Он не сознавал этого и не думал об этом, ему не нужны были слова, но, почувствовав отклик ее тела, он понял, что все то, что он называл ее пороком, было ее высшей добродетелью – способность испытывать такую же радость жизни, какую испытывал он.

Глава 2. Аристократия блата

Табло календаря за окном ее кабинета, показывало второе сентября. Дэгни устало склонилась над столом. Когда с наступлением сумерек включался свет, первый его луч падал на календарь; и тогда над крышами вспыхивала яркая белая страница, а город сразу как-то тускнел и быстро погружался во тьму.

Каждый вечер прошедших месяцев она смотрела на эту далекую страницу. "Дни твои сочтены", – казалось, говорил ей календарь, словно приближаясь к чему-то известному ему, но не ей. Когда-то он отметил начало строительства линии Джона Галта; теперь он отсчитывал часы ее борьбы с .таинственным разрушителем.
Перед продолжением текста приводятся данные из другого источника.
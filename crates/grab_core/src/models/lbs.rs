use crate::common::error::{GrabError, GrabResult};
use grab_utils::{
    io::NpzArchive,
    numerical::{batch_rigid_transform, batch_rodrigues},
};
use log::info;
use ndarray as nd;
use ndarray::prelude::*;
use std::{
    io::{Read, Seek},
    path::Path,
};

/// The arrays of a linear blend skinned model. Shared by the body and the hand
/// models, they only differ in how the full pose is assembled.
#[derive(Debug, Clone)]
pub struct LbsModel {
    pub verts_template: nd::Array2<f32>,
    pub faces: nd::Array2<usize>,
    /// [V*3, num shape components]
    pub shape_dirs: nd::Array2<f32>,
    /// [V*3, (J-1)*9], empty when the model carries no pose correctives
    pub pose_dirs: Option<nd::Array2<f32>>,
    /// [J, V]
    pub joint_regressor: nd::Array2<f32>,
    pub parent_idx_per_joint: Vec<usize>,
    /// [V, J]
    pub lbs_weights: nd::Array2<f32>,
}

/// Flattens [V,3,K] blend directions into [V*3,K]
pub fn flatten_dirs(dirs: &nd::Array3<f32>) -> nd::Array2<f32> {
    let (nr_verts, nr_channels, nr_dirs) = dirs.dim();
    nd::Array2::from_shape_fn((nr_verts * nr_channels, nr_dirs), |(r, k)| dirs[[r / nr_channels, r % nr_channels, k]])
}

/// Adds ``dirs · coeffs`` to ``verts``, using as many directions as there are
/// coefficients
pub fn add_blend_shapes(verts: &mut nd::Array2<f32>, dirs: &nd::Array2<f32>, coeffs: nd::ArrayView1<f32>) {
    let nr_used = coeffs.len().min(dirs.ncols());
    if nr_used == 0 {
        return;
    }
    let offsets = dirs.slice(s![.., 0..nr_used]).dot(&coeffs.slice(s![0..nr_used]));
    for (i, mut v) in verts.axis_iter_mut(nd::Axis(0)).enumerate() {
        v[0] += offsets[i * 3];
        v[1] += offsets[i * 3 + 1];
        v[2] += offsets[i * 3 + 2];
    }
}

impl LbsModel {
    /// # Errors
    /// When an array is missing or the sizes do not agree with each other
    pub fn new_from_reader<R: Read + Seek>(npz: &mut NpzArchive<R>, path: &Path) -> GrabResult<Self> {
        let read_err = |e| GrabError::from_model(path, e);
        let verts_template: nd::Array2<f32> = npz.read_f32("v_template").map_err(read_err)?;
        let faces: nd::Array2<usize> = npz.read_indices("f").map_err(read_err)?;
        let shape_dirs: nd::Array3<f32> = npz.read_f32("shapedirs").map_err(read_err)?;
        let pose_dirs: Option<nd::Array3<f32>> = if npz.contains("posedirs") {
            Some(npz.read_f32("posedirs").map_err(read_err)?)
        } else {
            None
        };
        let joint_regressor: nd::Array2<f32> = npz.read_f32("J_regressor").map_err(read_err)?;
        let kintree: nd::Array2<usize> = npz.read_indices("kintree_table").map_err(read_err)?;
        let lbs_weights: nd::Array2<f32> = npz.read_f32("weights").map_err(read_err)?;

        let mut parent_idx_per_joint = kintree.row(0).to_vec();
        if let Some(root) = parent_idx_per_joint.first_mut() {
            *root = 0;
        }
        let model = Self {
            verts_template,
            faces,
            shape_dirs: flatten_dirs(&shape_dirs),
            pose_dirs: pose_dirs.as_ref().map(flatten_dirs),
            joint_regressor,
            parent_idx_per_joint,
            lbs_weights,
        };
        model.check(path)?;
        info!(
            "loaded skinning model {} with {} verts and {} joints",
            path.display(),
            model.num_verts(),
            model.num_joints()
        );
        Ok(model)
    }

    pub fn num_verts(&self) -> usize {
        self.verts_template.nrows()
    }

    pub fn num_joints(&self) -> usize {
        self.joint_regressor.nrows()
    }

    fn check(&self, path: &Path) -> GrabResult<()> {
        let invalid = |reason: String| GrabError::ModelAsset {
            path: path.to_path_buf(),
            reason,
        };
        let (nr_verts, nr_joints) = (self.num_verts(), self.num_joints());
        if nr_joints == 0 {
            return Err(invalid("J_regressor has no joints".to_string()));
        }
        if self.verts_template.ncols() != 3 {
            return Err(invalid(format!("v_template has {} columns", self.verts_template.ncols())));
        }
        if self.shape_dirs.nrows() != nr_verts * 3 {
            return Err(invalid(format!("shapedirs covers {} values, expected {}", self.shape_dirs.nrows(), nr_verts * 3)));
        }
        if let Some(pose_dirs) = &self.pose_dirs {
            if pose_dirs.nrows() != nr_verts * 3 || pose_dirs.ncols() != (nr_joints - 1) * 9 {
                return Err(invalid(format!("posedirs has shape {:?}", pose_dirs.shape())));
            }
        }
        if self.joint_regressor.ncols() != nr_verts {
            return Err(invalid(format!("J_regressor has {} columns for {nr_verts} verts", self.joint_regressor.ncols())));
        }
        if self.lbs_weights.dim() != (nr_verts, nr_joints) {
            return Err(invalid(format!("weights has shape {:?}", self.lbs_weights.shape())));
        }
        if self.parent_idx_per_joint.len() != nr_joints {
            return Err(invalid(format!("kintree_table has {} joints, expected {nr_joints}", self.parent_idx_per_joint.len())));
        }
        if let Some((joint, parent)) = self.parent_idx_per_joint.iter().enumerate().skip(1).find(|(i, p)| **p >= *i) {
            return Err(invalid(format!("joint {joint} has parent {parent} which is not earlier in the chain")));
        }
        if let Some(max_face_idx) = self.faces.iter().max() {
            if *max_face_idx >= nr_verts {
                return Err(invalid(format!("face index {max_face_idx} out of range")));
            }
        }
        Ok(())
    }

    /// Poses one frame. ``verts_shaped`` is the template with shape offsets
    /// already added, ``full_pose`` is [J,3] axis-angle. Returns posed verts
    /// [V,3] and posed joints [J,3], both without translation.
    pub fn pose(&self, verts_shaped: &nd::Array2<f32>, full_pose: &nd::Array2<f32>) -> (nd::Array2<f32>, nd::Array2<f32>) {
        let joints = self.joint_regressor.dot(verts_shaped);
        let rot_mats = batch_rodrigues(full_pose);

        //pose correctives from (R - I) of every joint except the root
        let mut verts_posed = verts_shaped.clone();
        if let Some(pose_dirs) = &self.pose_dirs {
            let nr_joints = rot_mats.shape()[0];
            let mut pose_feature = nd::Array1::<f32>::zeros((nr_joints - 1) * 9);
            for j in 1..nr_joints {
                for r in 0..3 {
                    for c in 0..3 {
                        let ident = if r == c { 1.0 } else { 0.0 };
                        pose_feature[(j - 1) * 9 + r * 3 + c] = rot_mats[[j, r, c]] - ident;
                    }
                }
            }
            add_blend_shapes(&mut verts_posed, pose_dirs, pose_feature.view());
        }

        let (posed_joints, rel_transforms) = batch_rigid_transform(&self.parent_idx_per_joint, &rot_mats, &joints);

        //blend the per joint transforms with the skinning weights, T = W · A
        let nr_joints = rel_transforms.shape()[0];
        let a_flat = nd::Array2::from_shape_fn((nr_joints, 16), |(j, k)| rel_transforms[[j, k / 4, k % 4]]);
        let t_flat = self.lbs_weights.dot(&a_flat);

        let mut verts = nd::Array2::<f32>::zeros(verts_posed.raw_dim());
        for ((mut out, v), t) in verts.axis_iter_mut(nd::Axis(0)).zip(verts_posed.axis_iter(nd::Axis(0))).zip(t_flat.axis_iter(nd::Axis(0))) {
            for r in 0..3 {
                out[r] = t[r * 4] * v[0] + t[r * 4 + 1] * v[1] + t[r * 4 + 2] * v[2] + t[r * 4 + 3];
            }
        }

        (verts, posed_joints)
    }
}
Люди, строившие новые города в Колорадо, один за другим уходили в безмолвную неизвестность, откуда не доносилось голосов, они не возвращались. Оставленные ими города умирали. Некоторые предприятия, построенные ими, остались без хозяев или закрылись; другими завладели местные власти; и те и другие простаивали.

Дэгни почувствовала, что темная карта Колорадо будто разложена перед ней, как схема управления движением с небольшим количеством лампочек, разбросанных в горах. Одна за другой гасли лампочки. Один за другим исчезали люди. В этом была какая-то система, которую она чувствовала, но не могла объяснить; она уже могла почти с уверенностью предсказать, кто будет следующим и когда; но не понимала почему.
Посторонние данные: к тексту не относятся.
use super::selector::{OutputWriter, SequenceReport};
use crate::common::{
    config::GrabConfig,
    error::GrabResult,
    types::OutputKind,
};
use grab_utils::io::{list_files, FileType};
use indicatif::{ProgressBar, ProgressStyle};
use log::{error, info, warn};
use std::path::{Path, PathBuf};
use strum::IntoEnumIterator;

/// Totals of a batch run
#[derive(Debug, Clone, Default, PartialEq, Eq)]
pub struct BatchSummary {
    pub sequences: usize,
    pub written: usize,
    pub skipped: usize,
    pub failed: usize,
    /// Sequences abandoned as a whole, e.g. unreadable records
    pub failed_sequences: Vec<String>,
    pub evaluations: usize,
}

impl BatchSummary {
    fn add(&mut self, report: &SequenceReport) {
        self.sequences += 1;
        self.written += report.written();
        self.skipped += report.skipped();
        self.failed += report.failed();
        if report.sequence_error.is_some() {
            self.failed_sequences.push(report.sequence.clone());
        }
    }
}

/// Products written by a previous run into the dataset tree are not records
fn is_product(path: &Path) -> bool {
    let name = path.file_name().map(|n| n.to_string_lossy().into_owned()).unwrap_or_default();
    OutputKind::iter().any(|kind| name.ends_with(kind.suffix()))
}

/// Records of the dataset, ``<grab_path>/<category>/<sequence>.npz``, sorted
pub fn find_sequences(grab_path: &Path) -> Vec<PathBuf> {
    list_files(grab_path, 2, FileType::Npz).into_iter().filter(|p| !is_product(p)).collect()
}

/// Walks every record of the dataset one at a time. Per sequence and per kind
/// failures are logged and counted, only run fatal errors end the run.
pub struct BatchDriver {
    config: GrabConfig,
    writer: OutputWriter,
    show_progress: bool,
}

impl BatchDriver {
    /// Validates the configuration and sets up the models it points to
    pub fn new(config: GrabConfig) -> GrabResult<Self> {
        config.validate()?;
        let writer = OutputWriter::from_config(&config)?;
        Ok(Self::with_writer(config, writer))
    }

    pub fn with_writer(config: GrabConfig, writer: OutputWriter) -> Self {
        Self {
            config,
            writer,
            show_progress: true,
        }
    }

    #[must_use]
    pub fn show_progress(mut self, show: bool) -> Self {
        self.show_progress = show;
        self
    }

    pub fn config(&self) -> &GrabConfig {
        &self.config
    }

    pub fn writer(&self) -> &OutputWriter {
        &self.writer
    }

    fn progress_bar(&self, len: usize) -> ProgressBar {
        if !self.show_progress {
            return ProgressBar::hidden();
        }
        let bar = ProgressBar::new(len as u64);
        let style = ProgressStyle::default_bar()
            .template("{msg:.bold.cyan} [{bar:30.cyan/blue}] {pos}/{len} {elapsed_precise}")
            .unwrap_or_else(|_| ProgressStyle::default_bar())
            .progress_chars("=>-");
        bar.set_style(style);
        bar.set_message("sequences");
        bar
    }

    pub fn run(&mut self) -> GrabResult<BatchSummary> {
        self.config.echo()?;
        let sequences = find_sequences(&self.config.grab_path);
        info!("Total sequences: {}", sequences.len());

        let bar = self.progress_bar(sequences.len());
        let mut summary = BatchSummary::default();
        for sequence in &sequences {
            match self.writer.process(sequence) {
                Ok(report) => summary.add(&report),
                Err(e) => {
                    bar.abandon();
                    error!("stopping the run at {}: {e}", sequence.display());
                    return Err(e);
                }
            }
            bar.inc(1);
        }
        bar.finish();
        summary.evaluations = self.writer.evaluations();

        info!("Processing finished");
        info!(
            "{} sequences: {} products written, {} skipped, {} failed",
            summary.sequences, summary.written, summary.skipped, summary.failed
        );
        for sequence in &summary.failed_sequences {
            warn!("sequence {sequence} could not be processed");
        }
        Ok(summary)
    }
}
Из тех, кто когда-то встречал ее, спускающуюся из кабины машиниста на платформу станции Вайет, остался только Тед Нильсен, все еще руководивший заводом "Нильсен моторе".

– Тед, ты не будешь следующим? – спросила она во время его недавнего приезда в Нью-Йорк; она старалась улыбнуться. Он ответил мрачно:

– Надеюсь, нет.

– Что ты имеешь в виду, говоря "надеюсь"? Ты не уверен?
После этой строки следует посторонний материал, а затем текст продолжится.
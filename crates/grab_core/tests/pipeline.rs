mod common;

use approx::assert_abs_diff_eq;
use common::{Fixture, BODY_VERTS, HAND_VERTS};
use grab_core::{
    codec::sequence::SequenceRecord,
    common::{
        config::OutputOptions,
        error::GrabError,
        landmarks::SemanticIndexTable,
        template::TemplateMesh,
        types::{Actor, OutputKind},
    },
    models::{
        adapter::DeformationAdapter,
        assets::{ModelAssets, ModelCache},
        context::ExecutionContext,
    },
    pipeline::{
        batch::BatchDriver,
        selector::{KindState, OutputWriter},
    },
};
use grab_utils::{
    io::{NpyArray, NpzArchive},
    numerical::batch_rodrigues,
};
use ndarray as nd;

#[test]
fn body_and_contact_produce_exactly_two_files() {
    let fx = Fixture::new();
    fx.add(&fx.record("s1", "apple_eat_1", 3));
    let config = fx.config(OutputOptions::only(&[OutputKind::BodyVerts, OutputKind::Contact]));

    let summary = BatchDriver::new(config).unwrap().show_progress(false).run().unwrap();
    assert_eq!(summary.sequences, 1);
    assert_eq!(summary.written, 2);
    assert_eq!(fx.products(), vec!["s1/apple_eat_1_contact_info.npz", "s1/apple_eat_1_verts_body.npz"]);

    let mut contact = NpzArchive::open(&fx.out_path.join("s1/apple_eat_1_contact_info.npz")).unwrap();
    assert_eq!(contact.read_raw("object_contact_mask").unwrap(), NpyArray::Bool(nd::arr1(&[false, true, false]).into_dyn()));
    assert!(matches!(contact.read_raw("object_contact").unwrap(), NpyArray::I8(_)));

    let mut body = NpzArchive::open(&fx.out_path.join("s1/apple_eat_1_verts_body.npz")).unwrap();
    let verts: nd::Array3<f32> = body.read_f32("verts_body").unwrap();
    assert_eq!(verts.dim(), (3, BODY_VERTS, 3));
    assert!(fx.out_path.join("grab_vertices_cfg.toml").is_file());
}

#[test]
fn rerun_is_idempotent_and_force_recomputes() {
    let fx = Fixture::new();
    fx.add(&fx.record("s1", "apple_eat_1", 4));
    fx.add(&fx.record("s2", "apple_pass_1", 2));
    let mut options = OutputOptions::only(&[OutputKind::Metadata, OutputKind::BodyVerts, OutputKind::Contact, OutputKind::ObjectVerts]);
    options.n_verts_sample = 16;
    options.sample_seed = Some(11);

    let first = BatchDriver::new(fx.config(options.clone())).unwrap().show_progress(false).run().unwrap();
    assert_eq!(first.written, 8);
    assert_eq!(first.evaluations, 4);
    let products = fx.products();
    let bytes: Vec<Vec<u8>> = products.iter().map(|p| std::fs::read(fx.out_path.join(p)).unwrap()).collect();

    let second = BatchDriver::new(fx.config(options.clone())).unwrap().show_progress(false).run().unwrap();
    assert_eq!(second.evaluations, 0);
    assert_eq!((second.written, second.skipped), (0, 8));
    let again: Vec<Vec<u8>> = products.iter().map(|p| std::fs::read(fx.out_path.join(p)).unwrap()).collect();
    assert_eq!(bytes, again);

    options.force_reprocess = true;
    let forced = BatchDriver::new(fx.config(options)).unwrap().show_progress(false).run().unwrap();
    assert_eq!(forced.written, 8);
    assert_eq!(forced.evaluations, 4);
    // seeded draws give the same object vertices again
    let object = "s1/apple_eat_1_verts_object.npz";
    let idx = products.iter().position(|p| p == object).unwrap();
    let mut before = NpzArchive::new(std::io::Cursor::new(bytes[idx].clone())).unwrap();
    let mut after = NpzArchive::open(&fx.out_path.join(object)).unwrap();
    let before: nd::Array3<f32> = before.read_f32("verts_object").unwrap();
    let after: nd::Array3<f32> = after.read_f32("verts_object").unwrap();
    assert_eq!(before, after);
}

#[test]
fn every_kind_has_frame_leading_arrays() {
    let fx = Fixture::new();
    let record = fx.record("s1", "apple_lift", 5);
    let path = fx.add(&record);
    let mut options = OutputOptions::only(&[
        OutputKind::Metadata,
        OutputKind::BodyVerts,
        OutputKind::HandJoints,
        OutputKind::Contact,
        OutputKind::LeftHandVerts,
        OutputKind::RightHandVerts,
        OutputKind::ObjectVerts,
    ]);
    options.n_verts_sample = 16;
    let config = fx.config(options);
    let mut writer = fx.writer(&config);

    let report = writer.process(&path).unwrap();
    assert_eq!(report.written(), 7, "{:?}", report.states);
    // the body is evaluated once for body vertices and hand joints
    assert_eq!(writer.evaluations(), 4);

    for kind in [
        OutputKind::Metadata,
        OutputKind::BodyVerts,
        OutputKind::HandJoints,
        OutputKind::Contact,
        OutputKind::LeftHandVerts,
        OutputKind::RightHandVerts,
        OutputKind::ObjectVerts,
    ] {
        let mut npz = NpzArchive::open(&writer.layout().artifact_path(&path, kind)).unwrap();
        let names: Vec<String> = npz.names().map(str::to_string).collect();
        assert!(!names.is_empty());
        for name in names {
            assert_eq!(npz.read_raw(&name).unwrap().leading_dim(), 5, "{kind} {name}");
        }
    }

    let mut joints = NpzArchive::open(&writer.layout().artifact_path(&path, OutputKind::HandJoints)).unwrap();
    assert_eq!(joints.read_f32::<nd::Ix3>("lhand_joints").unwrap().dim(), (5, 16, 3));
    assert_eq!(joints.read_f32::<nd::Ix3>("rhand_tips").unwrap().dim(), (5, 5, 3));
    for (key, actor) in [("lhand_rot", Actor::LeftHand), ("rhand_rot", Actor::RightHand)] {
        let rot: nd::Array3<f32> = joints.read_f32(key).unwrap();
        let orient = &record[actor].params["global_orient"];
        assert_abs_diff_eq!(rot, batch_rodrigues(&orient.mapv(|x| -x)), epsilon = 1e-6);
    }
    let trans: nd::Array2<f32> = joints.read_f32("rhand_trans").unwrap();
    assert_eq!(trans, record[Actor::RightHand].params["transl"]);

    let mut lhand = NpzArchive::open(&writer.layout().artifact_path(&path, OutputKind::LeftHandVerts)).unwrap();
    assert_eq!(lhand.read_f32::<nd::Ix3>("verts_body").unwrap().dim(), (5, HAND_VERTS, 3));
    let mut object = NpzArchive::open(&writer.layout().artifact_path(&path, OutputKind::ObjectVerts)).unwrap();
    assert_eq!(object.read_f32::<nd::Ix3>("verts_object").unwrap().dim(), (5, 16, 3));

    let mut metadata = NpzArchive::open(&writer.layout().artifact_path(&path, OutputKind::Metadata)).unwrap();
    assert_eq!(metadata.read_raw("frame_nums").unwrap(), NpyArray::I64(nd::arr1(&[0_i64, 1, 2, 3, 4]).into_dyn()));
    let intent: nd::Array2<u8> = match metadata.read_raw("intent").unwrap() {
        NpyArray::U8(a) => a.into_dimensionality().unwrap(),
        other => panic!("unexpected intent array {other:?}"),
    };
    assert_eq!(intent.row(4).to_vec(), b"eat".to_vec());
}

#[test]
fn oversized_sample_fails_only_the_object_kind() {
    let fx = Fixture::new();
    let path = fx.add(&fx.record("s1", "apple_eat_1", 2));
    let mut options = OutputOptions::only(&[OutputKind::Contact, OutputKind::ObjectVerts]);
    options.n_verts_sample = 1000;
    let config = fx.config(options);
    let mut writer = fx.writer(&config);

    let report = writer.process(&path).unwrap();
    assert_eq!(report.state(OutputKind::Contact), Some(&KindState::Written));
    assert!(matches!(report.state(OutputKind::ObjectVerts), Some(KindState::Failed(_))));
    assert_eq!(fx.products(), vec!["s1/apple_eat_1_contact_info.npz"]);
}

#[test]
fn templates_are_reloaded_for_every_sequence() {
    let fx = Fixture::new();
    let first = fx.add(&fx.record("s1", "apple_eat_1", 2));
    let second = fx.add(&fx.record("s1", "apple_eat_2", 2));
    let mut options = OutputOptions::only(&[OutputKind::ObjectVerts]);
    options.n_verts_sample = 30;
    let config = fx.config(options);
    let mut writer = fx.writer(&config);

    let report = writer.process(&first).unwrap();
    assert_eq!(report.state(OutputKind::ObjectVerts), Some(&KindState::Written));

    // the apple shrinks below the sample count between the two sequences
    let small = TemplateMesh::new(
        nd::Array2::from_shape_fn((10, 3), |(v, c)| (v + c) as f32 * 0.1),
        nd::Array2::from_shape_fn((8, 3), |(f, k)| (f + k) as u32),
    );
    small.save_ply(&fx.dir.path().join("tools/object_meshes/apple.ply")).unwrap();
    let report = writer.process(&second).unwrap();
    assert!(matches!(report.state(OutputKind::ObjectVerts), Some(KindState::Failed(_))));
    assert_eq!(fx.products(), vec!["s1/apple_eat_1_verts_object.npz"]);
}

#[test]
fn corrupt_record_does_not_stop_the_batch() {
    let fx = Fixture::new();
    fx.add(&fx.record("s1", "apple_eat_1", 3));
    std::fs::create_dir_all(fx.grab_path.join("s1")).unwrap();
    std::fs::write(fx.grab_path.join("s1/broken.npz"), b"not an archive").unwrap();
    let config = fx.config(OutputOptions::only(&[OutputKind::Metadata, OutputKind::Contact]));

    let summary = BatchDriver::with_writer(config.clone(), fx.writer(&config)).show_progress(false).run().unwrap();
    assert_eq!(summary.sequences, 2);
    assert_eq!(summary.written, 2);
    assert_eq!(summary.failed, 2);
    assert_eq!(summary.failed_sequences, vec!["s1/broken.npz".to_string()]);
}

#[test]
fn missing_template_fails_the_kind() {
    let fx = Fixture::new();
    let mut record = fx.record("s1", "apple_eat_1", 2);
    record.actors[Actor::Object].template = "tools/object_meshes/missing.ply".into();
    let path = fx.add(&record);
    let config = fx.config(OutputOptions::only(&[OutputKind::BodyVerts, OutputKind::ObjectVerts]));
    let mut writer = fx.writer(&config);

    let report = writer.process(&path).unwrap();
    assert_eq!(report.state(OutputKind::BodyVerts), Some(&KindState::Written));
    match report.state(OutputKind::ObjectVerts) {
        Some(KindState::Failed(reason)) => assert!(reason.contains("missing.ply")),
        other => panic!("unexpected state {other:?}"),
    }
}

#[test]
fn nothing_to_do_skips_loading() {
    let fx = Fixture::new();
    let path = fx.add(&fx.record("s1", "apple_eat_1", 2));
    let config = fx.config(OutputOptions::only(&[OutputKind::Contact]));
    let mut writer = fx.writer(&config);
    assert!(writer.process(&path).unwrap().loaded);

    // an unreadable record is never opened when its products exist
    std::fs::write(&path, b"garbage").unwrap();
    let report = writer.process(&path).unwrap();
    assert!(!report.loaded);
    assert_eq!(report.state(OutputKind::Contact), Some(&KindState::Skipped));
    assert!(SequenceRecord::load(&path).is_err());
}

#[test]
fn unknown_landmark_stops_before_any_sequence() {
    let fx = Fixture::new();
    let config = fx.config(OutputOptions::only(&[OutputKind::HandJoints]));
    let table = SemanticIndexTable::new(&["pelvis"], &[("lthumb", 0)]);
    let adapter = DeformationAdapter::new(ExecutionContext::sequential(), ModelCache::new(ModelAssets::new(&fx.model_path)));
    let err = OutputWriter::new(&config, adapter, &table).err().unwrap();
    assert!(matches!(err, GrabError::UnknownLandmark { .. }));
    assert!(err.is_fatal());
}

#[test]
fn missing_model_files_are_a_config_error() {
    let fx = Fixture::new();
    let mut config = fx.config(OutputOptions::only(&[OutputKind::BodyVerts]));
    config.model_path = fx.dir.path().join("nowhere");
    assert!(matches!(BatchDriver::new(config).err(), Some(GrabError::Config(_))));
}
Он медленно и тяжело произнес:

– Дэгни, я всегда думал, что скорее умру, чем перестану работать. Так же думали и те, кто ушел. Мне представляется невозможным, что я когда-нибудь захочу бросить работу. Но год назад я так же думал о них. Они были моими друзьями. Они понимали, как их уход подействует на нас, оставшихся, и не должны были уходить так, молча, оставляя нам, помимо всего прочего, страх перед необъяснимым, – по крайней мере без чрезвычайно веской на то причины. Месяц назад Роджер Марш, владелец "Марш электрик", сказал мне, что, несмотря на ужасные перспективы, скорее прикует себя цепью к рабочему столу, чем оставит работу. Он был взбешен поведением людей, которые покинули нас, клялся, что никогда не сделает этого. "Если возникнет нечто, чему я не смогу сопротивляться, – сказал он, – клянусь, у меня хватит ума оставить тебе записку, хоть какой-нибудь намек на то, что произошло, чтобы тебя не терзал страх, который испытываем мы оба сейчас". Он поклялся. И две недели назад исчез. Он не оставил мне записки… Дэгни, я не знаю, что сделаю, когда встречу это, чем бы это ни оказалось, – то, что они увидели перед уходом.

Ей казалось, что по стране бесшумно шагает разрушитель и огни гаснут при его прикосновении; это он, горько размышляла она, дал двигателю из "Твентис сенчури" задний ход и теперь кинетическая энергия превращается в статическую.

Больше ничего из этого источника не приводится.